Click on author's byline for bio and list of other works published by Pencil Stubs Online.

Cooking with Rod

Here we are, celebrating Independence Day again. This time of year the weather is normally HOT which makes it a bit difficult spending too much time outside. Still, you may hunger for hearty and healthy, satisfying meals. But, no grilling in this heat!

This meal takes you back in the cooled environment and is easy to prepare without an oven. (Whoever invented the electric skillet should wear a halo!)

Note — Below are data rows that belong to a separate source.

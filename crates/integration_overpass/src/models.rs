//! Overpass wire format and the street geometry it joins into
//!
//! An Overpass `out body` response for a way query carries two element
//! kinds: nodes (id plus coordinate) and ways (id, tags, ordered node
//! references). Joining node references against the node table yields the
//! per-street polylines the rest of the system works with.

use std::collections::HashMap;

use domain::value_objects::GeoPoint;
use serde::{Deserialize, Serialize};
use tracing::trace;

/// Raw Overpass API response
#[derive(Debug, Deserialize)]
pub(crate) struct ApiResponse {
    #[serde(default)]
    pub(crate) elements: Vec<Element>,
}

/// A single element of an Overpass response
#[derive(Debug, Deserialize)]
#[serde(tag = "type", rename_all = "lowercase")]
pub(crate) enum Element {
    Node {
        id: u64,
        lat: f64,
        lon: f64,
    },
    Way {
        id: u64,
        #[serde(default)]
        tags: Option<WayTags>,
        #[serde(default)]
        nodes: Vec<u64>,
    },
}

#[derive(Debug, Deserialize)]
pub(crate) struct WayTags {
    pub(crate) name: Option<String>,
}

/// A named street as an ordered polyline
#[derive(Debug, Clone, PartialEq, Serialize, Deserialize)]
pub struct Street {
    /// OpenStreetMap way id
    pub id: u64,
    /// Street name from the way's tags
    pub name: String,
    /// Ordered vertices of the street's geometry
    pub geometry: Vec<GeoPoint>,
}

/// All named streets within one bounding box
#[derive(Debug, Clone, Default, PartialEq, Serialize, Deserialize)]
pub struct StreetNetwork {
    /// Streets in response order
    pub streets: Vec<Street>,
}

impl StreetNetwork {
    /// Number of streets in the network
    #[must_use]
    pub fn len(&self) -> usize {
        self.streets.len()
    }

    /// Whether the box contained no usable streets
    #[must_use]
    pub fn is_empty(&self) -> bool {
        self.streets.is_empty()
    }
}

impl From<ApiResponse> for StreetNetwork {
    fn from(response: ApiResponse) -> Self {
        let mut nodes: HashMap<u64, GeoPoint> = HashMap::new();
        for element in &response.elements {
            if let Element::Node { id, lat, lon } = element
                && let Ok(point) = GeoPoint::new(*lat, *lon)
            {
                nodes.insert(*id, point);
            }
        }

        let mut streets = Vec::new();
        for element in response.elements {
            let Element::Way {
                id,
                tags,
                nodes: refs,
            } = element
            else {
                continue;
            };

            let Some(name) = tags.and_then(|t| t.name) else {
                trace!(way = id, "Skipping unnamed way");
                continue;
            };

            let geometry: Vec<GeoPoint> =
                refs.iter().filter_map(|r| nodes.get(r).copied()).collect();
            // A street needs at least a segment to be drawable
            if geometry.len() < 2 {
                trace!(way = id, resolved = geometry.len(), "Skipping degenerate way");
                continue;
            }

            streets.push(Street { id, name, geometry });
        }

        Self { streets }
    }
}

It has all the elements one needs for a 4th of July meal: great beef, some corn on the cob, mashed potatoes and gravy, and for dessert - WATERMELON! Best of all, you don't have to crack a sweat to deliver an outstanding meal. And, guess what? That perfect gravy requires no stirring, no worry about lumps, and is perfectly seasoned. Here's how you do it.

                                                                          Bon appetit!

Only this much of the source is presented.